WHAT IS REQUIRED:
For each line in the records that contains "least", make a copy.

START SOURCE RECORDS

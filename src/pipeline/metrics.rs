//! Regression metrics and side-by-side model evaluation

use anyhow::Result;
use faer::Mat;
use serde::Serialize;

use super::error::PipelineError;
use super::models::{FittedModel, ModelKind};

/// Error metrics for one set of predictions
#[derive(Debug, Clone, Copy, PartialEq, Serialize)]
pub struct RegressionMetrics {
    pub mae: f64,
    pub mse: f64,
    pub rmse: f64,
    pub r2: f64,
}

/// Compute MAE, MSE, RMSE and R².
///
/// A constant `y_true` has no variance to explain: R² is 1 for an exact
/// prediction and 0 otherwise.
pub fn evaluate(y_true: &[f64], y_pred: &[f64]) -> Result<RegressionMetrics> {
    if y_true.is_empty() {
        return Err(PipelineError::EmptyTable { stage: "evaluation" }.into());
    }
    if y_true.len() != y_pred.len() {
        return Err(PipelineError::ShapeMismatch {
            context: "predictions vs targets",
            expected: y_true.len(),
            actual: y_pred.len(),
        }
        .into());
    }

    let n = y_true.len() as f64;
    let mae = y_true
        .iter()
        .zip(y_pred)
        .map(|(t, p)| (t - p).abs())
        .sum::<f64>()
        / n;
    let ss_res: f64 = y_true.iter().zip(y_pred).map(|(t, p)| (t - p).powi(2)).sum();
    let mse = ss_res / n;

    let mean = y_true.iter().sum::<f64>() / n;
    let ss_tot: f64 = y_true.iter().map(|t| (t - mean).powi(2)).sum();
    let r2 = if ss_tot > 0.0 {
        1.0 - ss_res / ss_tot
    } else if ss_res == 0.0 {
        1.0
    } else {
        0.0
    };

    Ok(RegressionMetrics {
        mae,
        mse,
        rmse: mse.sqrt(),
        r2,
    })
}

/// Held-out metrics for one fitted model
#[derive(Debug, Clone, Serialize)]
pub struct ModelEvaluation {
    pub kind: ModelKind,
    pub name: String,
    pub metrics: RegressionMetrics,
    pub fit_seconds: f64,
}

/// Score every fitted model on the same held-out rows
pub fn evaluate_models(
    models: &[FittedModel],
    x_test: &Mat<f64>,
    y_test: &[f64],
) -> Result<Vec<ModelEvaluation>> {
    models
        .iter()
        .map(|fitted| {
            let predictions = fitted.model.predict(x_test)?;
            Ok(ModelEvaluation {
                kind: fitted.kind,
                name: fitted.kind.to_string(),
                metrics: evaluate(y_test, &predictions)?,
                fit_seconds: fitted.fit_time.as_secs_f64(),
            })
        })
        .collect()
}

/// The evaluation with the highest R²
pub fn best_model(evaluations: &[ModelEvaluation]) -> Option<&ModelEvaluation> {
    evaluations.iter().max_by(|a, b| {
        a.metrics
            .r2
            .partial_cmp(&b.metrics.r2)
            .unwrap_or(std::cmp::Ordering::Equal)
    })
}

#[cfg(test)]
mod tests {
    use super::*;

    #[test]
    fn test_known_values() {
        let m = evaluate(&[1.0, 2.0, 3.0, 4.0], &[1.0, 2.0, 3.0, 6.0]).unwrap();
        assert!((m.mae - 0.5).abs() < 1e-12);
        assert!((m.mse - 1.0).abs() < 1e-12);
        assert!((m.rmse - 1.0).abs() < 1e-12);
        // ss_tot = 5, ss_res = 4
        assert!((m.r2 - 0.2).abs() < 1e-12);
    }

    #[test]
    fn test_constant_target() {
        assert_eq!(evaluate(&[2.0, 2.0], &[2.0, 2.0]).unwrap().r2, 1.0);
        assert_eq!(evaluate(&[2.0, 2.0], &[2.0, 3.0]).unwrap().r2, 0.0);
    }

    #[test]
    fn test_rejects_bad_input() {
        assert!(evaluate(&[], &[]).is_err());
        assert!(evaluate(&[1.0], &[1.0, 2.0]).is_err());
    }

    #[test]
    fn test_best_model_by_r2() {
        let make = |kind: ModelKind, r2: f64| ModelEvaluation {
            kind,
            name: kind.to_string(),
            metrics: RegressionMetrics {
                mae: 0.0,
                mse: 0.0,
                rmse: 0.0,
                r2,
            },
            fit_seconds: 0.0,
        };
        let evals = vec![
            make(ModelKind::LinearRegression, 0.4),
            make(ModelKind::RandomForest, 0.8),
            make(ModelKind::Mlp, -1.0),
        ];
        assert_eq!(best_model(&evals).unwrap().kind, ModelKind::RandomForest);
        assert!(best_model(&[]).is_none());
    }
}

END SOURCE RECORDS
START SOURCE RECORDS

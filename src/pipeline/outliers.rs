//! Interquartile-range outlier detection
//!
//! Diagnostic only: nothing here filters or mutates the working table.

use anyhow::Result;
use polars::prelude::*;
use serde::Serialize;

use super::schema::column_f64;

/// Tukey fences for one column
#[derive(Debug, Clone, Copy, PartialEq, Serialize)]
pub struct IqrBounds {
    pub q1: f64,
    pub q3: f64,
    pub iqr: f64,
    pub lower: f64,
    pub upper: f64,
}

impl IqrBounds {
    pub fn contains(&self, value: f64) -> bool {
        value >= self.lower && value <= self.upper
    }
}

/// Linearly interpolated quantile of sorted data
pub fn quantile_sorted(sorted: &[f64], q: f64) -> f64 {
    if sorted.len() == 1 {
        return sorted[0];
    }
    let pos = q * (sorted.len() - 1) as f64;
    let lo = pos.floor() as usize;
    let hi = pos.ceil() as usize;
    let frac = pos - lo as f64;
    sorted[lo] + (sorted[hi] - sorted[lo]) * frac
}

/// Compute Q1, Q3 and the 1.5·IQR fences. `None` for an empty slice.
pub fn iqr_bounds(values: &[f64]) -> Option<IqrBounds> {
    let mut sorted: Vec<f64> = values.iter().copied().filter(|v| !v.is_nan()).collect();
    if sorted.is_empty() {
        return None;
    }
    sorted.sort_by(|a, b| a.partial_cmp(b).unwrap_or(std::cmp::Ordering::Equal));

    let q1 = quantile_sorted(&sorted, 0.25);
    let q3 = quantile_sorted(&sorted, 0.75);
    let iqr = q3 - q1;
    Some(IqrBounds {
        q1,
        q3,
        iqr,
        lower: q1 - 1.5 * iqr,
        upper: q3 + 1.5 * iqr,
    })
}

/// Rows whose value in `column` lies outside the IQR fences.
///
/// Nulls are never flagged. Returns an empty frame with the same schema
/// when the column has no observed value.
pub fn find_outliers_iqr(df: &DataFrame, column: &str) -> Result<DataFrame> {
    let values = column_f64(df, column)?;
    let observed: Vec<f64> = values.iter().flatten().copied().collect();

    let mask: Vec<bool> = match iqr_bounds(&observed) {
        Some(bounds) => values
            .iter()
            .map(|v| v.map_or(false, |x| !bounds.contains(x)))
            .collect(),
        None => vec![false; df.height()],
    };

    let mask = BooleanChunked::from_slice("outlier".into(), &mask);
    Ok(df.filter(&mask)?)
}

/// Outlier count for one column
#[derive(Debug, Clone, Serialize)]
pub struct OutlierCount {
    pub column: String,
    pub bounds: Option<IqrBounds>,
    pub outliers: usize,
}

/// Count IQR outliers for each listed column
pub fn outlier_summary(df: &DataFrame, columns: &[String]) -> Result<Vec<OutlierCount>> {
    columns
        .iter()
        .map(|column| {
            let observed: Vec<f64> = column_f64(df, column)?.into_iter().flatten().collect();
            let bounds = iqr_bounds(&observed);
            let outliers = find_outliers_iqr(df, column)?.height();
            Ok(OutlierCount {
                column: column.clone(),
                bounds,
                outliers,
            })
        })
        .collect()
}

END SOURCE RECORDS
START SOURCE RECORDS

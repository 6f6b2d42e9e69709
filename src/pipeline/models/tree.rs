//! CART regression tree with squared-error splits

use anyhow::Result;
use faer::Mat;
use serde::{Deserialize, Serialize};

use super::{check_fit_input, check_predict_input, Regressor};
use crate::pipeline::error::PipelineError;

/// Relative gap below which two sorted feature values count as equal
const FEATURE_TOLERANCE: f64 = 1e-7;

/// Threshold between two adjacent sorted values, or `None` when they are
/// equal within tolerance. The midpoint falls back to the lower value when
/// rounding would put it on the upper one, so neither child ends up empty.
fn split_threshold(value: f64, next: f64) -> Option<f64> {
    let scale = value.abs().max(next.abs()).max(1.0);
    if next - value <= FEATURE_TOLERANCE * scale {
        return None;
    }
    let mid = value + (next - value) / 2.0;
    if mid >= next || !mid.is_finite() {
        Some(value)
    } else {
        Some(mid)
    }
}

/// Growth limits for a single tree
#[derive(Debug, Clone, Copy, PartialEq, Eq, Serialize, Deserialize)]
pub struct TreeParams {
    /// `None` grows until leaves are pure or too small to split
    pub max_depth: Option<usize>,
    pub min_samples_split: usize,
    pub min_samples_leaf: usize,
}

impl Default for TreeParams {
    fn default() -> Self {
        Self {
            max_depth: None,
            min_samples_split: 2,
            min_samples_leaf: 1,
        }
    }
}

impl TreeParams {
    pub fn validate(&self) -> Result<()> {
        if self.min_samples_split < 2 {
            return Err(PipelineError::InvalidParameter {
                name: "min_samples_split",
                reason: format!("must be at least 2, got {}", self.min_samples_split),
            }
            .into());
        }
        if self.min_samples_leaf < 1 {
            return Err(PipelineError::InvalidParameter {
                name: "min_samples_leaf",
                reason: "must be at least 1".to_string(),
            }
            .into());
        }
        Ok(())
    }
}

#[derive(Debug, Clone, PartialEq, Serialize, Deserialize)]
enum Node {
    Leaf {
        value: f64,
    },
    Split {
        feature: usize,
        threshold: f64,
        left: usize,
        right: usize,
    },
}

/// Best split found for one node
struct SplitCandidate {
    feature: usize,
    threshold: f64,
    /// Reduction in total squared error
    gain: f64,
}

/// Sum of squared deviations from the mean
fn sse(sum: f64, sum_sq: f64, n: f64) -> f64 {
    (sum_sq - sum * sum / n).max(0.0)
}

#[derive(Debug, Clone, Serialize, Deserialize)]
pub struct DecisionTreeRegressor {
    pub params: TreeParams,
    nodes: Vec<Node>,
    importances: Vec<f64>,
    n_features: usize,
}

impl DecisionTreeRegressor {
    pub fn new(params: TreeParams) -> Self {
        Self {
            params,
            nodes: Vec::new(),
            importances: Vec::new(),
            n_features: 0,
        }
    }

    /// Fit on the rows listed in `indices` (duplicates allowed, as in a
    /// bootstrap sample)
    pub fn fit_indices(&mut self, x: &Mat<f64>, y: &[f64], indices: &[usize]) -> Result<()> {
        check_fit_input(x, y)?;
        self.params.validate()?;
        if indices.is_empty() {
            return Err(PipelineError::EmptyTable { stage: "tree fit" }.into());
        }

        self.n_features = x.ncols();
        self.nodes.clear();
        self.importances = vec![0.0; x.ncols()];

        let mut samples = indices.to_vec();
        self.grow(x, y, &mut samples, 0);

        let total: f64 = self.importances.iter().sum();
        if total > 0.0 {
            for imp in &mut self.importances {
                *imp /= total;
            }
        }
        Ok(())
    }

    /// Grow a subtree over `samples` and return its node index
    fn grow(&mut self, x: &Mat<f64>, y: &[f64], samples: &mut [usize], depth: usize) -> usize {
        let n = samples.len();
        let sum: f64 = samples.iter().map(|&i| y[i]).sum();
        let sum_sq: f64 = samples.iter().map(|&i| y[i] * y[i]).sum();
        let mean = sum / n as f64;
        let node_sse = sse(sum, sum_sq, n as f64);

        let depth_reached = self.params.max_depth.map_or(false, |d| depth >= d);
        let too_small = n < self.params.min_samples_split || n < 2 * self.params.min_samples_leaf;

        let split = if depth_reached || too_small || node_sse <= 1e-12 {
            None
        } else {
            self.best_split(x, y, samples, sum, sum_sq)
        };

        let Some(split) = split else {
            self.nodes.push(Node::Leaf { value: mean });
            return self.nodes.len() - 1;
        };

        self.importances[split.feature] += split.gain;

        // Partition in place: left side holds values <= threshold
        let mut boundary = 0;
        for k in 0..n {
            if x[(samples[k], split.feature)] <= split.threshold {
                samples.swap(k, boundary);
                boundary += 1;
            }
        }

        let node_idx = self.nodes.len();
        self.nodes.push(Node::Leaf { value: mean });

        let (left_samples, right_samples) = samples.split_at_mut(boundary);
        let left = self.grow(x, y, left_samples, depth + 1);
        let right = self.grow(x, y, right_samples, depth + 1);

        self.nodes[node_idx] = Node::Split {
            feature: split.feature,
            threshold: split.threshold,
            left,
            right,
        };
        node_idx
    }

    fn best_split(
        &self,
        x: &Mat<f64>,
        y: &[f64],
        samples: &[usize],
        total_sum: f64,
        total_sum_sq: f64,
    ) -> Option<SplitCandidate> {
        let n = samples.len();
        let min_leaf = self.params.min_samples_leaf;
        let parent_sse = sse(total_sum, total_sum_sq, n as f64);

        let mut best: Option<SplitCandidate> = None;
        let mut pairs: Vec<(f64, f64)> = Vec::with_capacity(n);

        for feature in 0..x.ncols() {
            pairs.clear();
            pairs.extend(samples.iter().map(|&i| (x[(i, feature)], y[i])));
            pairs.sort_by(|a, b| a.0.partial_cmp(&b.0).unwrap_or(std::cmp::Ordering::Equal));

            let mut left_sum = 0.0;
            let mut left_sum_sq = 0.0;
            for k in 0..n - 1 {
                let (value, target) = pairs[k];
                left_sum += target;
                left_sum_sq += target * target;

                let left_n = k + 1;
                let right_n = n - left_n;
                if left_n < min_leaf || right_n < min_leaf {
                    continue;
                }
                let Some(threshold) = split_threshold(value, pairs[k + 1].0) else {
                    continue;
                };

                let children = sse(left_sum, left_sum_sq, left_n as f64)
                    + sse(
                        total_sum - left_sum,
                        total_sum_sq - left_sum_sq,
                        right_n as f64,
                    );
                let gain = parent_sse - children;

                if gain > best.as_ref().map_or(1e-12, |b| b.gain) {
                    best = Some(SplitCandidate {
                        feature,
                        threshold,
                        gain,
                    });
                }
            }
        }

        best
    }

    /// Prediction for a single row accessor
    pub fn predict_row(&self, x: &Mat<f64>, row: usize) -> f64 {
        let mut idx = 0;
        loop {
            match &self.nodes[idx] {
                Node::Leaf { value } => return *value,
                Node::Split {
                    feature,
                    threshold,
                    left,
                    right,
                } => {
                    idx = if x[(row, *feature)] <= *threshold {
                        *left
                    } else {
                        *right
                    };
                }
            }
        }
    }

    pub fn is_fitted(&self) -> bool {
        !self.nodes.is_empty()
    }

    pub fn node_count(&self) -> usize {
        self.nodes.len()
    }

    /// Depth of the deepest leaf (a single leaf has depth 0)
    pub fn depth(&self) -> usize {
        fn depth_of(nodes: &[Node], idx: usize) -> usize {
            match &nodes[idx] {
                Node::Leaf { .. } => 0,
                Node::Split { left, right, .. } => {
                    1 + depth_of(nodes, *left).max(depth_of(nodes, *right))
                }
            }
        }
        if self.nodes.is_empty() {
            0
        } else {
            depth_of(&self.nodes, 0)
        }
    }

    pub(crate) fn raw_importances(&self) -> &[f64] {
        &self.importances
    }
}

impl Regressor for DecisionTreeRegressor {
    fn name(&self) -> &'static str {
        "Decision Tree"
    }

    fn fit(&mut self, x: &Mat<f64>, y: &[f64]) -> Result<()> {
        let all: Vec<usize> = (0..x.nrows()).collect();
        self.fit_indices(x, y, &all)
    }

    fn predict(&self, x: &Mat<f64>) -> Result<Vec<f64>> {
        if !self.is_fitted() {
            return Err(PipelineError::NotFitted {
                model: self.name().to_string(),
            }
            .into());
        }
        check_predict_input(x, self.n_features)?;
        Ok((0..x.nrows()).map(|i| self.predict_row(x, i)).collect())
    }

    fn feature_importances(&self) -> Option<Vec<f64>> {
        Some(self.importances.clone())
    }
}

END SOURCE RECORDS

ANSWER TO THIS TASK:
                reason: format!("must be at least 2, got {}", self.min_samples_split),
                reason: "must be at least 1".to_string(),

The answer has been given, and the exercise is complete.